Millonario notó que la Mesera se Mantuvo Calma en el Asalto — ¡Su Actitud Impactó al Mundo…

Han se recargó en la silla considerando la oferta. 8 millones eran considerablemente más de lo que había invertido originalmente y le permitirían salvar la cara mientras eliminaba un problema que se había vuelto cada vez más caro de mantener. ¿Quién proporcionaría esa compensación? Yo. Y a cambio, María queda libre, completamente libre, sin más contacto, sin reclamo sobre ella, sin amenazas contra su familia. cancela los cargos contra su abuelo y los deja a todos en paz para siempre. ¿Está dispuesto a pagar 8 millones por una mujer que conoce desde hace menos de dos semanas?

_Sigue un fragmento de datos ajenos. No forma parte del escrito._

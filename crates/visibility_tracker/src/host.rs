//! Host environment capabilities consumed by the tracker.

use anyhow::Error;
use std::rc::Rc;
use viewport::Viewport;

/// A host occurrence that may have invalidated element visibility.
#[derive(Debug, Clone, Copy, PartialEq, Eq)]
pub enum Trigger {
    Scroll,
    Resize,
    Load,
    Mutation,
}

/// Callback handed to the host, fired on every trigger occurrence.
pub type TriggerListener = Rc<dyn Fn(Trigger)>;

/// Capabilities the embedding environment provides to a tracker.
///
/// Methods take `&self`: the listener fires re-entrantly from host event
/// dispatch, so implementations keep their wiring behind interior
/// mutability.
pub trait Host {
    /// Size of the visible region at this instant.
    fn viewport(&self) -> Viewport;

    /// Register `listener` for scroll, resize and load events on the
    /// global window. Called exactly once per tracker; there is no
    /// teardown.
    fn install_triggers(&self, listener: TriggerListener) -> Result<(), Error>;

    /// Watch attribute, child-list and subtree mutations of the document
    /// body, firing `listener` on each. Returns `false` when the
    /// environment has no mutation observation facility; visibility is
    /// then only re-evaluated on scroll/resize/load.
    fn observe_mutations(&self, listener: TriggerListener) -> bool {
        drop(listener);
        false
    }
}
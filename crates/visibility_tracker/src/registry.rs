//! Per-group visibility state and event dispatch.

use log::{debug, trace};
use smallvec::SmallVec;
use std::cell::RefCell;
use std::rc::Rc;
use viewport::{Bounded, Offset, in_viewport};

use crate::host::Host;

/// A tracked element handle. Equality is reference identity.
pub type Element = Rc<dyn Bounded>;

/// Kind of visibility transition a handler subscribes to.
#[derive(Debug, Clone, Copy, PartialEq, Eq)]
pub enum EventKind {
    /// The element's in-view status flipped to true.
    Enter,
    /// The element's in-view status flipped to false.
    Exit,
}

/// Callback invoked with the element whose state flipped. `Rc` so the
/// dispatch path can snapshot handler lists without holding a borrow
/// across the call; stateful callbacks capture their own cells.
pub type Handler = Rc<dyn Fn(&Element)>;

type HandlerList = SmallVec<[Handler; 2]>;

#[derive(Default)]
struct HandlerMap {
    enter: HandlerList,
    exit: HandlerList,
}

impl HandlerMap {
    fn kind(&self, kind: EventKind) -> &HandlerList {
        match kind {
            EventKind::Enter => &self.enter,
            EventKind::Exit => &self.exit,
        }
    }

    fn kind_mut(&mut self, kind: EventKind) -> &mut HandlerList {
        match kind {
            EventKind::Enter => &mut self.enter,
            EventKind::Exit => &mut self.exit,
        }
    }
}

struct RegistryInner {
    id: u64,
    /// Fixed at construction; there is no add/remove element operation.
    elements: Vec<Element>,
    /// Registry-specific override of the tracker's shared offset.
    offset: Option<Offset>,
    /// Elements whose most recent predicate evaluation returned true.
    current: Vec<Element>,
    handlers: HandlerMap,
    singles: HandlerMap,
}

/// A group of elements tracked together for visibility transitions.
///
/// Obtained from `Tracker::observe`. Cloning yields another handle to the
/// same group; the owning tracker keeps one for its check loop.
#[derive(Clone)]
pub struct Registry {
    inner: Rc<RefCell<RegistryInner>>,
    shared_offset: Rc<RefCell<Offset>>,
    host: Rc<dyn Host>,
}

impl Registry {
    pub(crate) fn new(
        id: u64,
        elements: Vec<Element>,
        shared_offset: Rc<RefCell<Offset>>,
        host: Rc<dyn Host>,
    ) -> Self {
        debug!("registry {id}: tracking {} elements", elements.len());
        Self {
            inner: Rc::new(RefCell::new(RegistryInner {
                id,
                elements,
                offset: None,
                current: Vec::new(),
                handlers: HandlerMap::default(),
                singles: HandlerMap::default(),
            })),
            shared_offset,
            host,
        }
    }

    /// Tracker-assigned identifier for this group.
    pub fn id(&self) -> u64 {
        self.inner.borrow().id
    }

    /// Number of elements in the group.
    pub fn element_count(&self) -> usize {
        self.inner.borrow().elements.len()
    }

    /// Number of elements currently classified in view.
    pub fn current_count(&self) -> usize {
        self.inner.borrow().current.len()
    }

    /// Whether `element` is currently classified in view.
    pub fn is_current(&self, element: &Element) -> bool {
        self.inner
            .borrow()
            .current
            .iter()
            .any(|tracked| Rc::ptr_eq(tracked, element))
    }

    /// Override the shared offset for this group only.
    pub fn set_offset(&self, offset: Offset) -> &Self {
        self.inner.borrow_mut().offset = Some(offset);
        self
    }

    /// Drop the override and fall back to the shared offset.
    pub fn clear_offset(&self) -> &Self {
        self.inner.borrow_mut().offset = None;
        self
    }

    /// Re-evaluate every element and fire enter/exit events for those
    /// whose in-view status flipped. Fully synchronous.
    pub fn check(&self) -> &Self {
        let (registry_id, elements, offset) = {
            let inner = self.inner.borrow();
            let offset = inner.offset.unwrap_or_else(|| *self.shared_offset.borrow());
            (inner.id, inner.elements.clone(), offset)
        };
        let current_viewport = self.host.viewport();
        for element in &elements {
            let passes = in_viewport(element.as_ref(), current_viewport, offset);
            let position = self
                .inner
                .borrow()
                .current
                .iter()
                .position(|tracked| Rc::ptr_eq(tracked, element));
            match position {
                None if passes => {
                    trace!("registry {registry_id}: element entered view");
                    self.inner.borrow_mut().current.push(Rc::clone(element));
                    self.emit(EventKind::Enter, element);
                }
                Some(index) if !passes => {
                    trace!("registry {registry_id}: element exited view");
                    self.inner.borrow_mut().current.remove(index);
                    self.emit(EventKind::Exit, element);
                }
                _ => {}
            }
        }
        self
    }

    /// Subscribe `handler` to every future `kind` transition.
    pub fn on<F>(&self, kind: EventKind, handler: F) -> &Self
    where
        F: Fn(&Element) + 'static,
    {
        self.inner
            .borrow_mut()
            .handlers
            .kind_mut(kind)
            .push(Rc::new(handler));
        self
    }

    /// Subscribe `handler` to the next `kind` transition only.
    pub fn once<F>(&self, kind: EventKind, handler: F) -> &Self
    where
        F: Fn(&Element) + 'static,
    {
        self.inner
            .borrow_mut()
            .singles
            .kind_mut(kind)
            .push(Rc::new(handler));
        self
    }

    /// Emit `kind` for `element`. Used internally by [`Registry::check`],
    /// but callable directly.
    ///
    /// One-shot handlers drain first, most recently registered first, each
    /// removed the instant it fires; persistent handlers then run in
    /// reverse registration order. Subscribers observe this ordering, so
    /// it is kept as a compatibility contract.
    pub fn emit(&self, kind: EventKind, element: &Element) -> &Self {
        loop {
            let single = self.inner.borrow_mut().singles.kind_mut(kind).pop();
            match single {
                Some(handler) => handler(element),
                None => break,
            }
        }
        let persistent: HandlerList = self.inner.borrow().handlers.kind(kind).clone();
        for handler in persistent.iter().rev() {
            handler(element);
        }
        self
    }
}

Estoy dispuesto a pagar 8 millones para asegurar que una buena persona no pase el resto de su vida huyendo de una situación que nunca eligió. Han observó a Alex un largo rato, su mente calculadora pesando los costos y beneficios del arreglo propuesto. Tendría que haber documentación, acuerdos legales que protejan a ambas partes, por supuesto, y María tendría que firmar papeles reconociendo que nunca fue coaccionada, que su negativa a casarse fue decisión propia y no resultado de influencia externa.

Alex dudó un instante. Veía la trampa en la exigencia de Han Way, documentos que echarían toda la culpa a María y su familia mientras absolv a Han de cualquier culpa. Ella firmará lo que sea necesario, dijo Alex. Entonces, tenemos un acuerdo. Los trámites legales tomaron otras 4 horas con equipos de abogados de ambos lados redactando documentos que satisfieran tribunales mexicanos, tradiciones comerciales chinas y la necesidad de Han Wey de salir de la situación con su reputación intacta.

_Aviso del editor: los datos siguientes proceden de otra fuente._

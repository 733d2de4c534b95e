#![allow(dead_code)]
//! Shared fixtures: a rect-backed fake element and a manually-driven host.

use anyhow::Error;
use std::cell::{Cell, RefCell};
use std::rc::Rc;
use visibility_tracker::{Bounded, Host, Rect, Trigger, TriggerListener, Viewport};

pub const VIEWPORT: Viewport = Viewport {
    width: 1280.0,
    height: 720.0,
};

pub fn onscreen_rect() -> Rect {
    Rect::from_position(100.0, 100.0, 50.0, 50.0)
}

pub fn below_fold_rect() -> Rect {
    Rect::from_position(100.0, 2000.0, 50.0, 50.0)
}

/// Element double whose bounding box is settable from the test body.
pub struct FakeElement {
    rect: Cell<Option<Rect>>,
    element_node: bool,
}

impl FakeElement {
    pub fn onscreen() -> Rc<Self> {
        Rc::new(Self {
            rect: Cell::new(Some(onscreen_rect())),
            element_node: true,
        })
    }

    pub fn offscreen() -> Rc<Self> {
        Rc::new(Self {
            rect: Cell::new(Some(below_fold_rect())),
            element_node: true,
        })
    }

    /// A handle that is not an element node, e.g. a text or comment node.
    pub fn non_element() -> Rc<Self> {
        Rc::new(Self {
            rect: Cell::new(Some(onscreen_rect())),
            element_node: false,
        })
    }

    pub fn move_to(&self, rect: Rect) {
        self.rect.set(Some(rect));
    }

    pub fn move_onscreen(&self) {
        self.rect.set(Some(onscreen_rect()));
    }

    pub fn move_offscreen(&self) {
        self.rect.set(Some(below_fold_rect()));
    }

    /// Simulate removal from the document.
    pub fn detach(&self) {
        self.rect.set(None);
    }
}

impl Bounded for FakeElement {
    fn bounding_box(&self) -> Option<Rect> {
        self.rect.get()
    }

    fn is_element(&self) -> bool {
        self.element_node
    }
}

/// Host double with a fixed viewport and manual trigger dispatch.
pub struct FakeHost {
    viewport: Cell<Viewport>,
    listener: RefCell<Option<TriggerListener>>,
    mutation_listener: RefCell<Option<TriggerListener>>,
    support_mutations: bool,
}

impl FakeHost {
    pub fn new() -> Rc<Self> {
        Rc::new(Self {
            viewport: Cell::new(VIEWPORT),
            listener: RefCell::new(None),
            mutation_listener: RefCell::new(None),
            support_mutations: true,
        })
    }

    pub fn without_mutations() -> Rc<Self> {
        Rc::new(Self {
            viewport: Cell::new(VIEWPORT),
            listener: RefCell::new(None),
            mutation_listener: RefCell::new(None),
            support_mutations: false,
        })
    }

    pub fn set_viewport(&self, viewport: Viewport) {
        self.viewport.set(viewport);
    }

    /// Fire a window trigger at the installed listener.
    pub fn fire(&self, trigger: Trigger) {
        let listener = self.listener.borrow().clone();
        if let Some(listener) = listener {
            listener(trigger);
        }
    }

    /// Fire a DOM mutation at the mutation listener, if observation was
    /// wired.
    pub fn fire_mutation(&self) {
        let listener = self.mutation_listener.borrow().clone();
        if let Some(listener) = listener {
            listener(Trigger::Mutation);
        }
    }
}

impl Host for FakeHost {
    fn viewport(&self) -> Viewport {
        self.viewport.get()
    }

    fn install_triggers(&self, listener: TriggerListener) -> Result<(), Error> {
        *self.listener.borrow_mut() = Some(listener);
        Ok(())
    }

    fn observe_mutations(&self, listener: TriggerListener) -> bool {
        if self.support_mutations {
            *self.mutation_listener.borrow_mut() = Some(listener);
            true
        } else {
            false
        }
    }
}

pub fn init_logging() {
    let _ = env_logger::builder().is_test(true).try_init();
}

María firmó los papeles en la oficina de Alex con la mano temblándole un poco al reconocer que su pesadilla de 4 años por fin terminaba. Le We Chan fue liberado de la custodia migratoria antes de que la tinta se secara en los contratos. Pero la conversación que vino después de la salida de Hanway fue la que Alex recordaría con más claridad. 8 millones, dijo María en voz baja. Eso es más dinero del que yo ganaré en toda mi vida.

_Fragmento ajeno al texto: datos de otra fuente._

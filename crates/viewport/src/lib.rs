//! Viewport geometry and the element visibility predicate.
//!
//! The predicate is a pure function of an element's bounding box, the
//! viewport size and a per-side [`Offset`]. Elements are abstracted behind
//! the [`Bounded`] capability so callers (and test doubles) never need a
//! real document.

mod geometry;
mod offset;

pub use geometry::{Rect, Viewport};
pub use offset::{Offset, OffsetPatch};

/// Capability implemented by anything whose viewport visibility can be
/// tested.
pub trait Bounded {
    /// Bounding rectangle in viewport coordinates, or `None` when the
    /// element is detached from the document.
    fn bounding_box(&self) -> Option<Rect>;

    /// Whether this handle refers to an element node. Handles answering
    /// `false` are filtered out before tracking.
    fn is_element(&self) -> bool {
        true
    }
}

/// Test whether `element` intersects the viewport contracted by `offset`.
///
/// The overlap on every side must strictly exceed its margin, so an
/// element exactly on an edge does not pass. A detached element never
/// passes; that is not an error condition.
pub fn in_viewport(element: &dyn Bounded, viewport: Viewport, offset: Offset) -> bool {
    let Some(rect) = element.bounding_box() else {
        return false;
    };
    rect.bottom > offset.top
        && viewport.width - rect.left > offset.right
        && viewport.height - rect.top > offset.bottom
        && rect.right > offset.left
}
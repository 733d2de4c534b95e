//! Throttled viewport-visibility tracking.
//!
//! A [`Tracker`] owns a set of element groups ([`Registry`]) and re-checks
//! them all behind one rate limiter whenever the host reports a scroll,
//! resize, load or DOM-mutation trigger. Each registry detects in-view
//! transitions for its elements and dispatches enter/exit callbacks
//! synchronously.
//!
//! The model is single-threaded and cooperative: all state lives behind
//! `Rc`/`RefCell`, and nothing here is `Send`. Elements are abstracted
//! behind the [`Bounded`] capability, the environment behind [`Host`], so
//! the whole crate is testable without a document.

mod host;
mod registry;
mod throttle;
mod tracker;

pub use host::{Host, Trigger, TriggerListener};
pub use registry::{Element, EventKind, Handler, Registry};
pub use throttle::Throttle;
pub use tracker::{DEFAULT_CHECK_INTERVAL, ObserveTarget, OffsetUpdate, Tracker};

pub use viewport::{Bounded, Offset, OffsetPatch, Rect, Viewport};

Es menos de lo que gasto en arte en un buen año. Ese no es el punto, Alex. Apenas me conoces. ¿Sabes que mentí sobre mi nombre, sobre mi pasado, segaramente sobre docenas de cosas más? ¿Por qué arriesgar tanto por alguien en quien no puedes confiar? Alex se sentó al borde de la cama del hospital, eligiendo sus palabras con cuidado. ¿Cuál es tu nombre verdadero? Liua. María es el nombre americano que elegí cuando empecé a correr. Lijua repitió Alex despacio.

Es hermoso. Significa flor de ciruelo. Hermosa. Mi abuelo decía que nací en la temporada de los ciruelos en flor cuando el invierno termina y la primavera está por empezar. ¿Es eso lo que es esto? El fin del invierno. María lo miró con ojos que guardaban 4 años de dolor y esperanza. No lo sé. He estado huyendo tanto tiempo que no estoy segura de recordar cómo quedarse en un solo lugar. Podríamos descubrirlo juntos. Alex, yo no tengo nada que ofrecerte.

Ni dinero, ni contactos, ni posición social. Soy una mesera con una identidad falsa y suficiente equipaje emocional como para llenar un barco de carga. Tú tienes algo que vale más que todo eso. ¿Qué? Me haces querer ser digno de ti. María se quedó callada un largo rato estudiando su rostro. ¿Te das cuenta de que esto es una locura, verdad? Nos conocemos desde hace menos de dos semanas. La gente no se enamora tan rápido en la vida real.